Every line from the one with "pub struct TaskGroup" to the one with "rules, and filename", including those two, is to be copied exactly; all other lines of the entries below are left out.

__Available data__:
___
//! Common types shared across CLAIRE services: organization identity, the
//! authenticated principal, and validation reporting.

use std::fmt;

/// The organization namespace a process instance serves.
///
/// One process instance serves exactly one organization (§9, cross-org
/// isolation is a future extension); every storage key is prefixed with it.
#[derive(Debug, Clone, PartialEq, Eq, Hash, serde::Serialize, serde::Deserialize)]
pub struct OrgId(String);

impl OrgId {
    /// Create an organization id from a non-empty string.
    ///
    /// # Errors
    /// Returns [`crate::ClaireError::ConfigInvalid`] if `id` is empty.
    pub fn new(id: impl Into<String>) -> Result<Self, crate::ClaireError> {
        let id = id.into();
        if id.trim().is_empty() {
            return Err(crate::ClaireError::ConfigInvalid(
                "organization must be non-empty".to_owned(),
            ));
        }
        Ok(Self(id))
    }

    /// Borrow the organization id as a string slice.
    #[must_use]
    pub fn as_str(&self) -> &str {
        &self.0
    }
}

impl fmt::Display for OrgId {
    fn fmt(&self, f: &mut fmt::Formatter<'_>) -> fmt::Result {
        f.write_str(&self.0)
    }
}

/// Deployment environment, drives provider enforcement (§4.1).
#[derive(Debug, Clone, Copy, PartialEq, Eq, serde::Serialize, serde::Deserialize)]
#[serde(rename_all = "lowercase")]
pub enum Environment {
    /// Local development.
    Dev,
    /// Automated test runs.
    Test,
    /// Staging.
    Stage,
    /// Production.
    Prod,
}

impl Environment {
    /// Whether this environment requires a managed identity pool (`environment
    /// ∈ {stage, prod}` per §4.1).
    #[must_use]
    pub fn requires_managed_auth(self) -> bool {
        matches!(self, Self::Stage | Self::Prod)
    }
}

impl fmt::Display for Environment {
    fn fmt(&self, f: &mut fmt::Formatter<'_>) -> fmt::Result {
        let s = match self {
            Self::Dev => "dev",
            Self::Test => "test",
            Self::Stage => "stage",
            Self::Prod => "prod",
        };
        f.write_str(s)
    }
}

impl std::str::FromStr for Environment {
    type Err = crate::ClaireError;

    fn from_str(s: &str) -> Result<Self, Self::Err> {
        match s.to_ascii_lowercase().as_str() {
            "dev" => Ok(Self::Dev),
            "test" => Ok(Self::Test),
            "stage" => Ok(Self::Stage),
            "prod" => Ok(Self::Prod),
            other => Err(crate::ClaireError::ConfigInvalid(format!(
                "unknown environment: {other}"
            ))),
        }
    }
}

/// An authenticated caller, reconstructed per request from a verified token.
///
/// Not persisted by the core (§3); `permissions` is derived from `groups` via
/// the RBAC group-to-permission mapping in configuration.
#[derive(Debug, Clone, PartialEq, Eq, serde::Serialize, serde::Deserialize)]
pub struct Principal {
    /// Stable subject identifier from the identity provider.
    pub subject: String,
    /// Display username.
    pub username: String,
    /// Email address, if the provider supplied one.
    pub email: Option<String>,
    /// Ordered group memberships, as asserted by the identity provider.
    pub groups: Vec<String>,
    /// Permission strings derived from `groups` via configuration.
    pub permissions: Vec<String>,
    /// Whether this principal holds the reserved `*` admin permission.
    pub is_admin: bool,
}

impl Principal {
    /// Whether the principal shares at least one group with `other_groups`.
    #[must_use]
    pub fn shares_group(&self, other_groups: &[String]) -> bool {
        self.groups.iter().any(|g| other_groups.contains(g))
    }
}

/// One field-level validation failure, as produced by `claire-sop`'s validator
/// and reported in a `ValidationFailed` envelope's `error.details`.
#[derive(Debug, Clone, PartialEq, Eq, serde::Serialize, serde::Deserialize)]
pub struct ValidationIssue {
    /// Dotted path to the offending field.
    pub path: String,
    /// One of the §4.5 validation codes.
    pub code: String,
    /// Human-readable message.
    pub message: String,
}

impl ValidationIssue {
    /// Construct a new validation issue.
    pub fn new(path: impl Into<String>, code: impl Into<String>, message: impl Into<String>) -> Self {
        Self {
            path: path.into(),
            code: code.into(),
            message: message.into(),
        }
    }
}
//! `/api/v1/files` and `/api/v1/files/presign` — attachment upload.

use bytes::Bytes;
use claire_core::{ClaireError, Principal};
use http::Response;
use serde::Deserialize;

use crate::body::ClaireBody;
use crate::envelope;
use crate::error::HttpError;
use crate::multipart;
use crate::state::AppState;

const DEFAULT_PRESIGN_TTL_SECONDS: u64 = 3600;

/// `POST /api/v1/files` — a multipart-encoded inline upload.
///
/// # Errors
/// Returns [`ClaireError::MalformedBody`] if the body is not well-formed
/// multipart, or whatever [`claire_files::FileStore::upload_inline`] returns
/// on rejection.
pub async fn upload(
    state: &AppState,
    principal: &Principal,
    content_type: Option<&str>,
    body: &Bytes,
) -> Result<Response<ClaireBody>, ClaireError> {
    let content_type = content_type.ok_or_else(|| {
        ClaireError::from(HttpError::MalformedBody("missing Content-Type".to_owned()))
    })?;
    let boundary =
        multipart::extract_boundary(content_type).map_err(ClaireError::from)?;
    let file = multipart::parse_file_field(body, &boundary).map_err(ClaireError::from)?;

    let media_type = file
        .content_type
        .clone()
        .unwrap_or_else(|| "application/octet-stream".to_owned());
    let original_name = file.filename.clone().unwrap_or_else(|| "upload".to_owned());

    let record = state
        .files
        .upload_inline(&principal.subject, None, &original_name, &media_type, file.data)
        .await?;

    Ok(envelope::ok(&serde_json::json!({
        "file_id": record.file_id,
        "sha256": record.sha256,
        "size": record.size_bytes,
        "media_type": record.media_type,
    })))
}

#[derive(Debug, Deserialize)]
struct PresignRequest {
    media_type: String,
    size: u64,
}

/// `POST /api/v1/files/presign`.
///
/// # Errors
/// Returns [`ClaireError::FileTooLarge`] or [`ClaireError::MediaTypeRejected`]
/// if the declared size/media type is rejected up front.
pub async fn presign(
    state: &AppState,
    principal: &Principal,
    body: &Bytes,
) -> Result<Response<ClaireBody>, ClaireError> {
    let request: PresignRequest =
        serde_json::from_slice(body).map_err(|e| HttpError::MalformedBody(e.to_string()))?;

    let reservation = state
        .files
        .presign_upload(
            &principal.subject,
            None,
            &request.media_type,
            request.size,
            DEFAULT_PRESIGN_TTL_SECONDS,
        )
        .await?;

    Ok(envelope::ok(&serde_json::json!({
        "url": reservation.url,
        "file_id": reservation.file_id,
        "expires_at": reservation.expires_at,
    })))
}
___
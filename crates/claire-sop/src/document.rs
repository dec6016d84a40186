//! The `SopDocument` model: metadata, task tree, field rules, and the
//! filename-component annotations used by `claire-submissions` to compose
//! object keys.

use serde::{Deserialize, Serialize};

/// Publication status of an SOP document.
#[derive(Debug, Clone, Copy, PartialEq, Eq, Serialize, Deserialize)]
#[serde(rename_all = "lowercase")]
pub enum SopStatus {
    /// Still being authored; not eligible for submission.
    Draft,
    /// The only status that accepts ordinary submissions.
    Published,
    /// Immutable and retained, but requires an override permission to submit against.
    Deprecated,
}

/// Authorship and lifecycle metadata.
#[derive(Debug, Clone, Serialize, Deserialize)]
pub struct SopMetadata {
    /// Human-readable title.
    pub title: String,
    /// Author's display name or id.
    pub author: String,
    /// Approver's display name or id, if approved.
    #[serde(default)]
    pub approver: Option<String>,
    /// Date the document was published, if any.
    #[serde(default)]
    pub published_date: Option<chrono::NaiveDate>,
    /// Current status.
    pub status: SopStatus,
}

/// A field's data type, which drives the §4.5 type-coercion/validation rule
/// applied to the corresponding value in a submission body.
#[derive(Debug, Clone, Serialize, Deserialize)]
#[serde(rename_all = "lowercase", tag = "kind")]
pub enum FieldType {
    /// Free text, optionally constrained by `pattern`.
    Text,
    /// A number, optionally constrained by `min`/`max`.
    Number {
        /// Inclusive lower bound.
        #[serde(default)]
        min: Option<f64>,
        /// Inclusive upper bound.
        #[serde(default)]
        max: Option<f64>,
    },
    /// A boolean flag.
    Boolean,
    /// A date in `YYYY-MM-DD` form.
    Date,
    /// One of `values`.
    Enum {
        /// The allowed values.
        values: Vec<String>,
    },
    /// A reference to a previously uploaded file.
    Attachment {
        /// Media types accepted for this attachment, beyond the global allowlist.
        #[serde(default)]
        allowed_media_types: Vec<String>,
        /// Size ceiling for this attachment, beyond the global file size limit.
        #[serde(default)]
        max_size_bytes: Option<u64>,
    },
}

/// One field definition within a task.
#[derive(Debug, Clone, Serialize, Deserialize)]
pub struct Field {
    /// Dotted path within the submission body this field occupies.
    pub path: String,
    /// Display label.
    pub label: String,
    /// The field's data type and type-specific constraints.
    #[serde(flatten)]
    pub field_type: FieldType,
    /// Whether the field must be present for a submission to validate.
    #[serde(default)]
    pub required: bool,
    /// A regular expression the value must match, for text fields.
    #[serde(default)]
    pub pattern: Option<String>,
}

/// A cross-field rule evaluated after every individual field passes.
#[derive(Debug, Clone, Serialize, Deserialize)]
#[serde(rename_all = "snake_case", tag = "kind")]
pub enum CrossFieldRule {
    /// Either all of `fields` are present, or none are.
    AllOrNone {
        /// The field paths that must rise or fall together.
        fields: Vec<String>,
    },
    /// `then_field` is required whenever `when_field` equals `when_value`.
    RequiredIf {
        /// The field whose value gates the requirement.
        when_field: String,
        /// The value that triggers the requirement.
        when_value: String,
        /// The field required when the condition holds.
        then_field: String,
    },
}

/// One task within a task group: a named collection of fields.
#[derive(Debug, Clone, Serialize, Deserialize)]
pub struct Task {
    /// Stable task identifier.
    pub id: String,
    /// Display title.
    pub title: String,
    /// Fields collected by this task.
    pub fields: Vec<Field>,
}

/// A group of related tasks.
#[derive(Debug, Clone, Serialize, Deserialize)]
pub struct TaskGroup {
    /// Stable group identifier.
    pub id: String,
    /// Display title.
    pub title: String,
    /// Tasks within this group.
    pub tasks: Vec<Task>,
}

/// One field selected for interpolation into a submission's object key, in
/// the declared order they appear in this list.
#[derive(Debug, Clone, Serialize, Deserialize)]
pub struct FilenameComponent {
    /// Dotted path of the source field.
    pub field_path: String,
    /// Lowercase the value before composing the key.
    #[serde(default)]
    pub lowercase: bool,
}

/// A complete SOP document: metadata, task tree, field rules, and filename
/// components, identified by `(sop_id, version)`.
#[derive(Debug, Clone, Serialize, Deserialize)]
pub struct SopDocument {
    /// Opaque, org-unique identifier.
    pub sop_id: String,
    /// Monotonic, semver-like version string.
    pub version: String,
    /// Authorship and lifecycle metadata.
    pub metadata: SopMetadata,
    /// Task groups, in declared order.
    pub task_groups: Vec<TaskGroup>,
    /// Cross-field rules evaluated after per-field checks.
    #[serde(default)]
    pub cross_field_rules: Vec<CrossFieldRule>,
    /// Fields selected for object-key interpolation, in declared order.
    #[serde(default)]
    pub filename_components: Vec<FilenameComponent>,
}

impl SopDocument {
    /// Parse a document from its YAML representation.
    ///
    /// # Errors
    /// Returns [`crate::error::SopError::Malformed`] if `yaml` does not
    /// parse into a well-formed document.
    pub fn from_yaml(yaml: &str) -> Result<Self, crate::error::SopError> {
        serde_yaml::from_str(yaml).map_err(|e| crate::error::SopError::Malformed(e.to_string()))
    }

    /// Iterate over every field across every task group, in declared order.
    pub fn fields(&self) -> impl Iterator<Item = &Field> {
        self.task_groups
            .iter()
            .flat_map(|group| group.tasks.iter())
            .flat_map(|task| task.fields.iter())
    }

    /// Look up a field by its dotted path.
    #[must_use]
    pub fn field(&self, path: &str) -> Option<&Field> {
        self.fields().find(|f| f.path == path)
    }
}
___
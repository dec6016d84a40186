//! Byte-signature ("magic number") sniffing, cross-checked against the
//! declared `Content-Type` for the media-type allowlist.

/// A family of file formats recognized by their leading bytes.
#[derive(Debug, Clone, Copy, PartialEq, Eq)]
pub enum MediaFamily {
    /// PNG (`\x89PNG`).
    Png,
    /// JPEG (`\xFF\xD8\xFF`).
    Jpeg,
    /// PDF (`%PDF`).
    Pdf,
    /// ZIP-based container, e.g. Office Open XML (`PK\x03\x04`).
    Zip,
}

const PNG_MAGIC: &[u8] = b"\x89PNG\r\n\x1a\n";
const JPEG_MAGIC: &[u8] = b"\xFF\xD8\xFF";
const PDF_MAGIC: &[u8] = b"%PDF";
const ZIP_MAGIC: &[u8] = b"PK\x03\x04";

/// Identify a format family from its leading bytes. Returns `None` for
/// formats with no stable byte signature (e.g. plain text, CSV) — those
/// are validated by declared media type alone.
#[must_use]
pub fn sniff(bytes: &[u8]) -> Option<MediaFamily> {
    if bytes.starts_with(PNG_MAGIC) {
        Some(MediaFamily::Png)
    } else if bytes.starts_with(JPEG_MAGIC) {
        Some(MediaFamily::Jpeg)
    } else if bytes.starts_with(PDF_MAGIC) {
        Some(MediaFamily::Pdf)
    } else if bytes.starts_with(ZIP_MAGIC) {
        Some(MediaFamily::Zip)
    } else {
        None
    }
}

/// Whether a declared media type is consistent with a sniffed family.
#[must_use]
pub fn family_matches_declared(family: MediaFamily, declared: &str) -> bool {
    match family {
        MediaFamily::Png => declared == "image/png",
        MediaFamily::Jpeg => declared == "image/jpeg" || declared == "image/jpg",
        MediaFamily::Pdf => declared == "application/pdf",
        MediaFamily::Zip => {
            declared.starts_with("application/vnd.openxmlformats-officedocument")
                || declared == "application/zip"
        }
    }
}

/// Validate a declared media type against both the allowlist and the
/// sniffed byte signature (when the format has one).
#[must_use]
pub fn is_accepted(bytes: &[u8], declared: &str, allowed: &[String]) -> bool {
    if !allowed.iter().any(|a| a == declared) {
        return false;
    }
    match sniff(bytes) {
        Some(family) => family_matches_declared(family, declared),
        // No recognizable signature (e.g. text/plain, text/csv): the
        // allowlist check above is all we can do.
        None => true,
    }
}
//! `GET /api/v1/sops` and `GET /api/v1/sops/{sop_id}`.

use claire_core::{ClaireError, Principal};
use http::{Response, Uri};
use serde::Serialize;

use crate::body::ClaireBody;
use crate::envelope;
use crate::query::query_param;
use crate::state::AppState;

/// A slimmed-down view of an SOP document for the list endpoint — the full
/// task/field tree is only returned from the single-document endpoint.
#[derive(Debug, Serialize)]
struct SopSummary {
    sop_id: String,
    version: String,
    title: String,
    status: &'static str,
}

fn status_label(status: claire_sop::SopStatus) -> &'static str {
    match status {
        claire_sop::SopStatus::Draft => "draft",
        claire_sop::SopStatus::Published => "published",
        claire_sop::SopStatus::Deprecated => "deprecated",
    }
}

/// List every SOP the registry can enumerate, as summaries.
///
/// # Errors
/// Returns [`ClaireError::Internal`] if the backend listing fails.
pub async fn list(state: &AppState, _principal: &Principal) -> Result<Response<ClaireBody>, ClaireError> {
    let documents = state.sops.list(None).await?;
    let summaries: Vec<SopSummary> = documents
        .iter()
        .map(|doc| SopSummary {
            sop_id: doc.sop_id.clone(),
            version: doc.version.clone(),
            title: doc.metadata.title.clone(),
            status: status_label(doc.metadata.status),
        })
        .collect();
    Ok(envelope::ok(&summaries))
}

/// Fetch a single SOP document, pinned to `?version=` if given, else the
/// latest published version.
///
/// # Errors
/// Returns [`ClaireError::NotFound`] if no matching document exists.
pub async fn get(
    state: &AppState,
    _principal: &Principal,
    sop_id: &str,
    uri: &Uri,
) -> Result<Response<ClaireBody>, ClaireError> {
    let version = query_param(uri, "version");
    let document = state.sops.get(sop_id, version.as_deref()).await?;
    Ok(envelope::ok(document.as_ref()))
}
___
__Exercise response__:
pub struct TaskGroup {
    /// Stable group identifier.
    pub id: String,
    /// Display title.
    pub title: String,
    /// Tasks within this group.
    pub tasks: Vec<Task>,
}

/// One field selected for interpolation into a submission's object key, in
/// the declared order they appear in this list.
#[derive(Debug, Clone, Serialize, Deserialize)]
pub struct FilenameComponent {
    /// Dotted path of the source field.
    pub field_path: String,
    /// Lowercase the value before composing the key.
    #[serde(default)]
    pub lowercase: bool,
}

/// A complete SOP document: metadata, task tree, field rules, and filename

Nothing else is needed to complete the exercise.